An analysis of the locations of the geological structure, previous natural or artificial disasters that have occurred in the UAE in the past presents high potential risks. The United Arab Emirates (UAE) is within reach of a natural disaster that the nation has no control over or any artificial or technological disaster like the breaking down of the Iranian nuclear reactors making the UAE vulnerable to the adverse effects of any such a disaster. In addition, the potential consequences of a disaster included negative economic and environmental impact because of the destruction of critical infrastructure (Edelman, Krepinevich & Montgomery 2011, p. 44).

Research Methodology

The current study draws on both qualitative and quantitative techniques to inform the study (Armitage & Nye 2012, p.5). In context, a qualitative approach provides information based on desktop analysis of literature on risk and crisis management, disaster response, preparedness, and recovery from various databases, journals, and other primary sources. On the other hand, a quantitative method includes a thorough analysis of secondary sources of data on crisis management, a collection of data related to the occurrence of disasters using tools such as questionnaires, case studies of similar disasters, and the response programs that the countries have used and how well the coordination between different institutions responded. That is in addition to the best practices for risk management. In addition, the study draws on Turkey and India’s disaster response approaches that the countries used in managing earthquake-related crises (Armitage & Nye 2012, p.5). The questionnaires and the research focus on a detailed analysis of the literature on techniques to identify risks associated with natural hazards and methods for mitigating emergencies. In this case, a study of the hazard prevention and mitigation strategies and associated risk treatment will be conducted.

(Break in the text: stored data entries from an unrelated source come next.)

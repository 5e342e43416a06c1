use kurbo::Affine;

use crate::foundation::color::Rgba8;
use crate::foundation::error::{ReelError, ReelResult};
use crate::foundation::math::mul_div255_u8;
use crate::text::builtin;
use crate::text::font::{FontFace, ResolvedFont};
use crate::text::layout::wrap_greedy;

/// Height of one wrapped line relative to the font size.
pub const LINE_HEIGHT_FACTOR: f32 = 1.5;

/// Styling inputs for one caption rasterization.
#[derive(Clone, Copy, Debug, PartialEq)]
pub struct TextStyle {
    pub size_px: f32,
    pub fill: Rgba8,
    pub stroke: Rgba8,
    pub stroke_width_px: f32,
    pub max_width_px: f32,
    pub padding_px: u32,
}

/// Shape of a wrapped caption: separate fill and stroke coverage planes, one byte per pixel.
///
/// Colorizing the same coverage twice yields two images whose alpha channels are identical,
/// which is what lets the active-color copy line up with the base copy under a wipe mask.
#[derive(Clone, Debug, PartialEq, Eq)]
pub struct GlyphCoverage {
    pub width: u32,
    pub height: u32,
    pub fill: Vec<u8>,
    pub stroke: Vec<u8>,
    pub lines: Vec<String>,
}

impl GlyphCoverage {
    fn empty(lines: Vec<String>) -> Self {
        Self {
            width: 0,
            height: 0,
            fill: Vec::new(),
            stroke: Vec::new(),
            lines,
        }
    }

    pub fn is_empty(&self) -> bool {
        self.width == 0 || self.height == 0
    }

    /// Paint fill over stroke in the given colors (premultiplied output).
    pub fn colorize(&self, fill: Rgba8, stroke: Rgba8) -> TextImage {
        let fill_p = fill.to_premul();
        let stroke_p = stroke.to_premul();
        let mut out = vec![0u8; self.fill.len() * 4];
        for (i, px) in out.chunks_exact_mut(4).enumerate() {
            let f = u16::from(self.fill[i]);
            let s = u16::from(self.stroke[i]);
            if f == 0 && s == 0 {
                continue;
            }
            let top: [u8; 4] = std::array::from_fn(|c| mul_div255_u8(u16::from(fill_p[c]), f));
            let under: [u8; 4] =
                std::array::from_fn(|c| mul_div255_u8(u16::from(stroke_p[c]), s));
            let inv = 255 - u16::from(top[3]);
            for c in 0..4 {
                px[c] = top[c].saturating_add(mul_div255_u8(u16::from(under[c]), inv));
            }
        }
        TextImage {
            width: self.width,
            height: self.height,
            rgba8_premul: out,
            lines: self.lines.clone(),
        }
    }
}

/// Rasterized caption, premultiplied RGBA8 on a transparent background.
#[derive(Clone, Debug, PartialEq, Eq)]
pub struct TextImage {
    pub width: u32,
    pub height: u32,
    pub rgba8_premul: Vec<u8>,
    pub lines: Vec<String>,
}

impl TextImage {
    pub fn is_empty(&self) -> bool {
        self.width == 0 || self.height == 0
    }

    /// Alpha channel, row-major.
    pub fn glyph_alpha(&self) -> Vec<u8> {
        self.rgba8_premul.chunks_exact(4).map(|px| px[3]).collect()
    }
}

/// Renders wrapped, stroked caption text.
///
/// Uses the resolved outline font when one is available and the embedded bitmap font otherwise.
pub struct TextRasterizer {
    outline: Option<OutlineEngine>,
}

impl std::fmt::Debug for TextRasterizer {
    fn fmt(&self, f: &mut std::fmt::Formatter<'_>) -> std::fmt::Result {
        f.debug_struct("TextRasterizer")
            .field("builtin", &self.is_builtin())
            .finish()
    }
}

impl TextRasterizer {
    pub fn new(font: &ResolvedFont) -> Self {
        match font {
            ResolvedFont::Outline(face) => match OutlineEngine::new(face) {
                Ok(engine) => Self {
                    outline: Some(engine),
                },
                Err(e) => {
                    tracing::warn!(error = %e, "outline font unusable; using built-in font");
                    Self::builtin()
                }
            },
            ResolvedFont::Builtin => Self::builtin(),
        }
    }

    pub fn builtin() -> Self {
        Self { outline: None }
    }

    pub fn is_builtin(&self) -> bool {
        self.outline.is_none()
    }

    /// Wrap `text` and produce its fill/stroke coverage.
    pub fn coverage(&mut self, text: &str, style: &TextStyle) -> GlyphCoverage {
        let size = if style.size_px.is_finite() && style.size_px > 0.0 {
            style.size_px
        } else {
            1.0
        };
        let stroke = style.stroke_width_px.max(0.0).round() as u32;
        let max_width = (style.max_width_px - 2.0 * stroke as f32).max(1.0);

        if let Some(engine) = self.outline.as_mut() {
            match engine.coverage(text, size, stroke, max_width, style.padding_px) {
                Ok(cov) => return cov,
                Err(e) => {
                    tracing::warn!(error = %e, "outline text rendering failed; using built-in font")
                }
            }
        }
        builtin_coverage(text, size, stroke, max_width, style.padding_px)
    }

    /// Rasterize `text` in the style's fill and stroke colors.
    pub fn rasterize(&mut self, text: &str, style: &TextStyle) -> TextImage {
        self.coverage(text, style).colorize(style.fill, style.stroke)
    }
}

fn buffer_size(widest: u32, lines: usize, size: f32, stroke: u32, padding: u32) -> (u32, u32) {
    let width = widest + 2 * (padding + stroke);
    let height = (lines as f32 * LINE_HEIGHT_FACTOR * size).ceil() as u32 + 2 * padding;
    (
        width.min(u32::from(u16::MAX)),
        height.min(u32::from(u16::MAX)),
    )
}

fn builtin_coverage(text: &str, size: f32, stroke: u32, max_width: f32, padding: u32) -> GlyphCoverage {
    let scale = builtin::scale_for_size(size);
    let lines = wrap_greedy(text, max_width, &mut |line: &str| {
        builtin::measure(line, scale) as f32
    });
    if lines.is_empty() {
        return GlyphCoverage::empty(lines);
    }

    let widest = lines
        .iter()
        .map(|l| builtin::measure(l, scale))
        .max()
        .unwrap_or(0);
    let (width, height) = buffer_size(widest, lines.len(), size, stroke, padding);
    let line_h = LINE_HEIGHT_FACTOR * size;
    let glyph_h = (builtin::GLYPH_H * scale) as f32;

    let mut fill = vec![0u8; (width as usize) * (height as usize)];
    for (i, line) in lines.iter().enumerate() {
        let x = i64::from(padding + stroke);
        let y = (padding as f32 + i as f32 * line_h + (line_h - glyph_h) / 2.0).round() as i64;
        builtin::draw_line(&mut fill, width, height, line, scale, x, y);
    }
    let stroke_plane = if stroke > 0 {
        builtin::dilate(&fill, width, height, stroke)
    } else {
        vec![0u8; fill.len()]
    };

    GlyphCoverage {
        width,
        height,
        fill,
        stroke: stroke_plane,
        lines,
    }
}

#[derive(Clone, Copy, Debug, Default, PartialEq, Eq)]
struct GlyphBrush;

struct OutlineEngine {
    font_ctx: parley::FontContext,
    layout_ctx: parley::LayoutContext<GlyphBrush>,
    family_name: String,
    font: vello_cpu::peniko::FontData,
}

impl OutlineEngine {
    fn new(face: &FontFace) -> ReelResult<Self> {
        let mut font_ctx = parley::FontContext::default();
        let families = font_ctx
            .collection
            .register_fonts(parley::fontique::Blob::from(face.bytes.to_vec()), None);
        let family_id = families
            .iter()
            .find(|(_, fonts)| fonts.iter().any(|f| f.index() == face.index))
            .or_else(|| families.first())
            .map(|(id, _)| *id)
            .ok_or_else(|| ReelError::validation("no font families registered from font bytes"))?;
        let family_name = font_ctx
            .collection
            .family_name(family_id)
            .ok_or_else(|| ReelError::validation("registered font family has no name"))?
            .to_string();

        let font = vello_cpu::peniko::FontData::new(
            vello_cpu::peniko::Blob::from(face.bytes.to_vec()),
            face.index,
        );
        Ok(Self {
            font_ctx,
            layout_ctx: parley::LayoutContext::new(),
            family_name,
            font,
        })
    }

    fn layout_line(&mut self, text: &str, size_px: f32) -> parley::Layout<GlyphBrush> {
        let mut builder = self
            .layout_ctx
            .ranged_builder(&mut self.font_ctx, text, 1.0, true);
        builder.push_default(parley::style::StyleProperty::FontStack(
            parley::style::FontStack::Source(std::borrow::Cow::Owned(self.family_name.clone())),
        ));
        builder.push_default(parley::style::StyleProperty::FontSize(size_px));
        let mut layout: parley::Layout<GlyphBrush> = builder.build(text);
        layout.break_all_lines(None);
        layout
    }

    fn coverage(
        &mut self,
        text: &str,
        size: f32,
        stroke: u32,
        max_width: f32,
        padding: u32,
    ) -> ReelResult<GlyphCoverage> {
        let lines = wrap_greedy(text, max_width, &mut |line: &str| {
            self.layout_line(line, size).width()
        });
        if lines.is_empty() {
            return Ok(GlyphCoverage::empty(lines));
        }

        let layouts: Vec<_> = lines.iter().map(|l| self.layout_line(l, size)).collect();
        let widest = layouts
            .iter()
            .map(|l| l.width().ceil() as u32)
            .max()
            .unwrap_or(0);
        let (width, height) = buffer_size(widest, lines.len(), size, stroke, padding);
        let line_h = LINE_HEIGHT_FACTOR * size;
        let origins: Vec<Affine> = layouts
            .iter()
            .enumerate()
            .map(|(i, l)| {
                let y = padding as f32 + i as f32 * line_h + (line_h - l.height()) / 2.0;
                Affine::translate((f64::from(padding + stroke), f64::from(y.round())))
            })
            .collect();

        let fill = self.draw(&layouts, &origins, width, height, None)?;
        let stroke_plane = if stroke > 0 {
            self.draw(&layouts, &origins, width, height, Some(stroke))?
        } else {
            vec![0u8; fill.len()]
        };

        Ok(GlyphCoverage {
            width,
            height,
            fill,
            stroke: stroke_plane,
            lines,
        })
    }

    /// Render every glyph in white and return the alpha plane.
    fn draw(
        &self,
        layouts: &[parley::Layout<GlyphBrush>],
        origins: &[Affine],
        width: u32,
        height: u32,
        stroke: Option<u32>,
    ) -> ReelResult<Vec<u8>> {
        let w = u16::try_from(width).map_err(|_| ReelError::validation("text image too wide"))?;
        let h = u16::try_from(height).map_err(|_| ReelError::validation("text image too tall"))?;

        let mut ctx = vello_cpu::RenderContext::new(w, h);
        ctx.set_paint(vello_cpu::peniko::Color::from_rgba8(255, 255, 255, 255));
        if let Some(sw) = stroke {
            // Strokes straddle the outline; double the width so the visible outside is `sw`.
            ctx.set_stroke(vello_cpu::kurbo::Stroke::new(f64::from(2 * sw)));
        }
        for (layout, origin) in layouts.iter().zip(origins) {
            ctx.set_transform(affine_to_cpu(*origin));
            for line in layout.lines() {
                for item in line.items() {
                    let parley::layout::PositionedLayoutItem::GlyphRun(run) = item else {
                        continue;
                    };
                    let glyphs = run.positioned_glyphs().map(|g| vello_cpu::Glyph {
                        id: g.id,
                        x: g.x,
                        y: g.y,
                    });
                    let builder = ctx.glyph_run(&self.font).font_size(run.run().font_size());
                    if stroke.is_some() {
                        builder.stroke_glyphs(glyphs);
                    } else {
                        builder.fill_glyphs(glyphs);
                    }
                }
            }
        }
        ctx.flush();
        let mut pixmap = vello_cpu::Pixmap::new(w, h);
        ctx.render_to_pixmap(&mut pixmap);
        Ok(pixmap
            .data_as_u8_slice()
            .chunks_exact(4)
            .map(|px| px[3])
            .collect())
    }
}

fn affine_to_cpu(a: Affine) -> vello_cpu::kurbo::Affine {
    vello_cpu::kurbo::Affine::new(a.as_coeffs())
}

#[cfg(test)]
#[path = "../../tests/unit/text/raster.rs"]
mod tests;
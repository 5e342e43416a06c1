//! Storyreel turns a narration track, a background image and a list of timed captions into a
//! short captioned video.
//!
//! The public API is session-oriented:
//!
//! - Load a [`RenderConfig`] and parse cues with [`parse_cue_file`]
//! - Describe the inputs with a [`RenderJob`]
//! - Create a [`RenderSession`] and call [`RenderSession::render`] for the MP4, or
//!   [`RenderSession::render_preview_frame`] for a single still
#![forbid(unsafe_code)]

pub mod assets;
pub mod audio;
pub mod captions;
pub mod config;
pub mod encode;
pub mod foundation;
pub mod render;
pub mod session;
pub mod text;

pub use crate::foundation::color::Rgba8;
pub use crate::foundation::core::{Canvas, Fps, FrameIndex, FrameRange};
pub use crate::foundation::error::{ReelError, ReelResult, RenderStage};

pub use crate::captions::cue::{CaptionCue, ParsedCues, parse_cue_file, parse_cues};
pub use crate::config::RenderConfig;
pub use crate::encode::ffmpeg::{FfmpegSink, FfmpegSinkOpts};
pub use crate::encode::sink::{AudioInputConfig, FrameSink, InMemorySink, SinkConfig};
pub use crate::render::FrameRGBA;
pub use crate::session::render_session::{
    CancelToken, Degradation, RenderJob, RenderReport, RenderSession, find_background_music,
};
use std::io::Read;
use std::path::Path;

use crate::audio::mix::DEFAULT_MUSIC_GAIN;
use crate::foundation::color::Rgba8;
use crate::foundation::core::{Canvas, Fps};
use crate::foundation::error::{ReelError, ReelResult};
use crate::render::compositor::CaptionStyle;
use crate::text::font::FontSpec;

/// Caption font preferences and size.
#[derive(Clone, Debug, PartialEq, serde::Serialize, serde::Deserialize)]
#[serde(default)]
pub struct FontConfig {
    pub path: Option<std::path::PathBuf>,
    pub family: Option<String>,
    pub size_px: f32,
    /// Skip outline fonts entirely and draw with the built-in bitmap font.
    pub builtin: bool,
}

impl Default for FontConfig {
    fn default() -> Self {
        Self {
            path: None,
            family: None,
            size_px: 60.0,
            builtin: false,
        }
    }
}

impl FontConfig {
    pub fn spec(&self) -> FontSpec {
        FontSpec {
            path: self.path.clone(),
            family: self.family.clone(),
        }
    }
}

/// Frame-generation threading.
#[derive(Clone, Debug, PartialEq, Eq, serde::Serialize, serde::Deserialize)]
#[serde(default)]
pub struct ThreadingConfig {
    /// Render frame batches on a rayon pool.
    pub parallel: bool,
    /// Worker count; `None` uses the rayon default.
    pub threads: Option<usize>,
    /// Frames rendered per batch. Cancellation is checked between batches.
    pub chunk_size: usize,
}

impl Default for ThreadingConfig {
    fn default() -> Self {
        Self {
            parallel: true,
            threads: None,
            chunk_size: 48,
        }
    }
}

/// Caller-facing configuration of a render.
#[derive(Clone, Debug, PartialEq, serde::Serialize, serde::Deserialize)]
#[serde(default)]
pub struct RenderConfig {
    pub canvas: Canvas,
    pub fps: Fps,
    pub font: FontConfig,
    pub base_color: Rgba8,
    pub active_color: Rgba8,
    pub stroke_color: Rgba8,
    pub stroke_width_px: f32,
    /// Top of the caption as a fraction of canvas height.
    pub caption_anchor_y: f32,
    pub caption_margin_px: u32,
    /// Translucent box drawn behind each caption.
    pub caption_backdrop: Option<Rgba8>,
    pub text_padding_px: u32,
    pub music_gain: f32,
    pub background_color: Rgba8,
    pub render: ThreadingConfig,
    pub overwrite: bool,
}

impl Default for RenderConfig {
    fn default() -> Self {
        Self {
            canvas: Canvas::default(),
            fps: Fps::default(),
            font: FontConfig::default(),
            base_color: Rgba8::WHITE,
            active_color: Rgba8::YELLOW,
            stroke_color: Rgba8::BLACK,
            stroke_width_px: 2.0,
            caption_anchor_y: 0.8,
            caption_margin_px: 40,
            caption_backdrop: None,
            text_padding_px: 20,
            music_gain: DEFAULT_MUSIC_GAIN,
            background_color: Rgba8::BLACK,
            render: ThreadingConfig::default(),
            overwrite: true,
        }
    }
}

impl RenderConfig {
    /// Load a JSON config file.
    pub fn from_path(path: &Path) -> ReelResult<Self> {
        let f = std::fs::File::open(path).map_err(|e| {
            ReelError::validation(format!("failed to open config '{}': {e}", path.display()))
        })?;
        Self::from_reader(std::io::BufReader::new(f))
    }

    pub fn from_reader(reader: impl Read) -> ReelResult<Self> {
        let cfg: Self = serde_json::from_reader(reader)
            .map_err(|e| ReelError::serde(format!("config json parse error: {e}")))?;
        cfg.validate()?;
        Ok(cfg)
    }

    pub fn validate(&self) -> ReelResult<()> {
        if self.canvas.width == 0 || self.canvas.height == 0 {
            return Err(ReelError::validation("canvas width/height must be > 0"));
        }
        if self.canvas.width % 2 != 0 || self.canvas.height % 2 != 0 {
            return Err(ReelError::validation(
                "canvas width/height must be even for yuv420p output",
            ));
        }
        if self.fps.num == 0 || self.fps.den == 0 {
            return Err(ReelError::validation("fps must be > 0"));
        }
        if !self.font.size_px.is_finite() || self.font.size_px <= 0.0 {
            return Err(ReelError::validation("font.size_px must be finite and > 0"));
        }
        if !self.stroke_width_px.is_finite() || self.stroke_width_px < 0.0 {
            return Err(ReelError::validation(
                "stroke_width_px must be finite and >= 0",
            ));
        }
        if !(0.0..=1.0).contains(&self.caption_anchor_y) {
            return Err(ReelError::validation("caption_anchor_y must be in [0, 1]"));
        }
        if self.caption_margin_px.saturating_mul(2) >= self.canvas.width {
            return Err(ReelError::validation(
                "caption_margin_px leaves no room for text",
            ));
        }
        if !self.music_gain.is_finite() || self.music_gain < 0.0 {
            return Err(ReelError::validation("music_gain must be finite and >= 0"));
        }
        if self.render.threads == Some(0) {
            return Err(ReelError::validation("render.threads must be >= 1 when set"));
        }
        Ok(())
    }

    pub fn caption_style(&self) -> CaptionStyle {
        CaptionStyle {
            size_px: self.font.size_px,
            base_color: self.base_color,
            active_color: self.active_color,
            stroke_color: self.stroke_color,
            stroke_width_px: self.stroke_width_px,
            anchor_y: self.caption_anchor_y,
            margin_px: self.caption_margin_px,
            padding_px: self.text_padding_px,
            backdrop: self.caption_backdrop,
        }
    }
}

#[cfg(test)]
#[path = "../tests/unit/config.rs"]
mod tests;
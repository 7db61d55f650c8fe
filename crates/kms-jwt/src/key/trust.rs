//! The set of keys a verifier accepts as legitimate signers.

use super::{KeyIdentity, KeyIdentityResolver, KeyReference, SigningKey, UnwrappedKey};
use crate::error::KeyOperationError;
use std::collections::BTreeMap;
use tracing::{debug, warn};

/// Immutable allowlist of trusted keys.
///
/// Every caller-supplied reference maps to exactly one resolved identity.
/// An identity is trusted when it equals either side of any entry, so aliases,
/// key ids and ARNs can be passed interchangeably.
#[derive(Debug, Clone, Default)]
pub struct TrustSet {
    entries: BTreeMap<KeyReference, KeyIdentity>,
}

impl TrustSet {
    /// Resolve each reference through the key service.
    ///
    /// A reference that cannot be resolved is kept as already canonical.
    pub async fn resolve<I, R>(references: I, resolver: &R) -> Self
    where
        I: IntoIterator,
        I::Item: Into<KeyReference>,
        R: KeyIdentityResolver + ?Sized,
    {
        let mut entries = BTreeMap::new();
        for reference in references {
            let reference = reference.into();
            if entries.contains_key(&reference) {
                continue;
            }

            let identity = match resolver.resolve_identity(&reference).await {
                Ok(identity) => {
                    debug!(reference = %reference, identity = %identity, "Resolved trusted key");
                    identity
                }
                Err(e) => {
                    debug!(reference = %reference, error = %e, "Key resolution failed, using reference as-is");
                    reference.to_identity()
                }
            };
            entries.insert(reference, identity);
        }

        Self { entries }
    }

    /// Build a trust set without consulting a key service.
    pub fn canonical<I>(references: I) -> Self
    where
        I: IntoIterator,
        I::Item: Into<KeyReference>,
    {
        let entries = references
            .into_iter()
            .map(|reference| {
                let reference = reference.into();
                let identity = reference.to_identity();
                (reference, identity)
            })
            .collect();

        Self { entries }
    }

    /// Check whether `identity` names a trusted key.
    pub fn contains(&self, identity: &KeyIdentity) -> bool {
        self.entries
            .iter()
            .any(|(reference, resolved)| resolved == identity || reference.as_str() == identity.as_str())
    }

    /// Hand back the key only if it was unwrapped by a trusted key.
    ///
    /// On rejection the plaintext is dropped here and never reaches a verifier.
    pub fn admit(&self, unwrapped: UnwrappedKey) -> Result<SigningKey, KeyOperationError> {
        let UnwrappedKey { key, identity } = unwrapped;
        if !self.contains(&identity) {
            warn!(identity = %identity, "Rejecting key outside the trust set");
            return Err(KeyOperationError::UntrustedKey { identity });
        }
        Ok(key)
    }

    /// The resolved identity for each caller-supplied reference.
    pub fn entries(&self) -> impl Iterator<Item = (&KeyReference, &KeyIdentity)> {
        self.entries.iter()
    }

    pub fn len(&self) -> usize {
        self.entries.len()
    }

    pub fn is_empty(&self) -> bool {
        self.entries.is_empty()
    }
}
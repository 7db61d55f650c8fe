//! `kms-jwt validate` - Verify a token and print its claims.

use super::{OFFICIAL_CHALLENGE_CLAIM, OUTPUT_SEPARATOR, USERNAME_CLAIM, WARMUP_CHALLENGES_CLAIM};
use anyhow::Context;
use kms_jwt::{Claims, TokenDecoder};
use std::fs;
use std::io::Write;
use std::path::Path;

/// Claims printed after a successful validation, in order.
const PRINTED_CLAIMS: [&str; 3] = [USERNAME_CLAIM, WARMUP_CHALLENGES_CLAIM, OFFICIAL_CHALLENGE_CLAIM];

/// Load the token from a file if `token` names one, otherwise use it as-is.
fn resolve_token(token: &str) -> anyhow::Result<String> {
    let path = Path::new(token);
    if path.is_file() {
        let contents = fs::read_to_string(path)
            .with_context(|| format!("Failed to read token from file: {}", path.display()))?;
        return Ok(contents.trim().to_string());
    }

    Ok(token.to_string())
}

/// Print `JWT_CLAIM_<name>=<value>` for each known claim present.
fn print_claims(claims: &Claims, out: &mut impl Write) -> std::io::Result<()> {
    for name in PRINTED_CLAIMS {
        if let Some(value) = claims.get(name) {
            writeln!(out, "JWT_CLAIM_{name}={value}")?;
        }
    }
    Ok(())
}

/// Verify a token and print the outcome.
pub async fn run(decoder: &TokenDecoder, token: &str, out: &mut impl Write) -> anyhow::Result<()> {
    let token = resolve_token(token)?;
    let claims = decoder.decode(&token).await.context("Token validation failed")?;

    writeln!(out, "{OUTPUT_SEPARATOR}")?;
    writeln!(out, "JWT_VALIDATED=true")?;
    print_claims(&claims, out)?;

    Ok(())
}
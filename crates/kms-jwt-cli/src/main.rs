use clap::{Parser, Subcommand};
use kms_jwt::{KmsConfig, KmsKeyProtection, TokenDecoder};
use std::sync::Arc;
use tracing::{error, info};
use tracing_subscriber::EnvFilter;

mod commands;

#[derive(Parser, Debug)]
#[command(name = "kms-jwt", version, about = "Issue and validate KMS-backed JSON Web Tokens")]
struct Cli {
    /// Optional KMS endpoint override (e.g. http://localhost:4566)
    #[arg(short = 'e', long, global = true, env = "KMS_JWT_ENDPOINT")]
    endpoint: Option<String>,

    #[command(subcommand)]
    cmd: Command,
}

#[derive(Subcommand, Debug)]
enum Command {
    /// Generate a JWT token
    Generate {
        /// The region where the KMS key lives
        #[arg(short, long, env = "AWS_REGION")]
        region: String,

        /// The ARN (or alias) of the key used to wrap the signing key
        #[arg(short, long)]
        key: String,

        /// Unique username. Should not contain names.
        #[arg(short, long)]
        username: String,

        /// The journey associated to this user, e.g. "SUM,HLO,UPR"
        #[arg(short, long)]
        journey: String,

        /// The expiry period, e.g. "2d", "12h". A bare number means days.
        #[arg(short = 'x', long = "expire-in", default_value = "2d")]
        expire_in: String,
    },

    /// Validate a JWT token
    Validate {
        /// The region where the KMS key lives
        #[arg(short, long, env = "AWS_REGION")]
        region: String,

        /// An allowed KMS key (ARN, key id or alias). Repeat to allow several.
        #[arg(short = 'k', long = "key", required = true)]
        keys: Vec<String>,

        /// JWT token value to validate, or a path to a file containing it
        #[arg(short, long)]
        token: String,
    },
}

#[tokio::main]
async fn main() {
    tracing_subscriber::fmt()
        .with_env_filter(EnvFilter::try_from_default_env().unwrap_or_else(|_| EnvFilter::new("info")))
        .with_writer(std::io::stderr)
        .init();

    let cli = Cli::parse();

    if let Err(e) = run(cli).await {
        error!("{e:#}");
        std::process::exit(1);
    }
}

async fn run(cli: Cli) -> anyhow::Result<()> {
    let mut stdout = std::io::stdout();

    match cli.cmd {
        Command::Generate {
            region,
            key,
            username,
            journey,
            expire_in,
        } => {
            info!(username = %username, journey = %journey, expire_in = %expire_in, "Generating JWT");
            let client = KmsConfig::new(region).with_endpoint(cli.endpoint).client().await;
            let protection = Arc::new(KmsKeyProtection::with_wrapping_key(client, key));

            commands::generate::run(protection, &username, &journey, &expire_in, &mut stdout).await?
        }

        Command::Validate { region, keys, token } => {
            info!(keys = ?keys, region = %region, "Validating JWT");
            let client = KmsConfig::new(region).with_endpoint(cli.endpoint).client().await;
            let decoder = TokenDecoder::resolve(Arc::new(KmsKeyProtection::new(client)), keys).await;

            commands::validate::run(&decoder, &token, &mut stdout).await?
        }
    }

    Ok(())
}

The security management system by Ministry of Interior

A command and control structure by the ministry of interior is a critical component for addressing potential threats from nuclear accidents that might result from the effects of natural disasters likely to be caused by earthquakes and technological disasters. The ministry is solely responsible for policing, reinforcing the rationale for integrating the disaster management program into the policing activities of the government. The entire system will include using the police by educating them to be able to respond to the emergency needs that arise from nuclear disasters.

Discussion and Conclusion

This study focuses on the need to formulate a security crisis management program for the United Arab Emirates by the ministry of the interior because of the threats and vulnerabilities caused by the natural or artificial disasters the UAE is exposed to with eventual consequences from the Iranian nuclear crisis. The emergencies include technological disasters such as the risk of the breakdown of any of the Iranian nuclear reactors, earthquakes, and pandemic emergencies underlie the need for the ministry of interior of the United Arab Emirates to organize resources and assign responsibilities to plan and respond to such disasters. The Turkish and Indian earthquakes provide lessons on the need for security crisis management that the UAE should learn from. That is because natural and artificial disasters can occur and bring about widespread disastrous effects such as the loss of lives, destruction of critical infrastructure, pandemic emergencies, and vandalism. The different case studies on disaster response by the Indian government and Turkey provide lessons that the ministry of the interior should learn from to formulate responses at strategic and tactical levels to mitigate the effects of the disasters.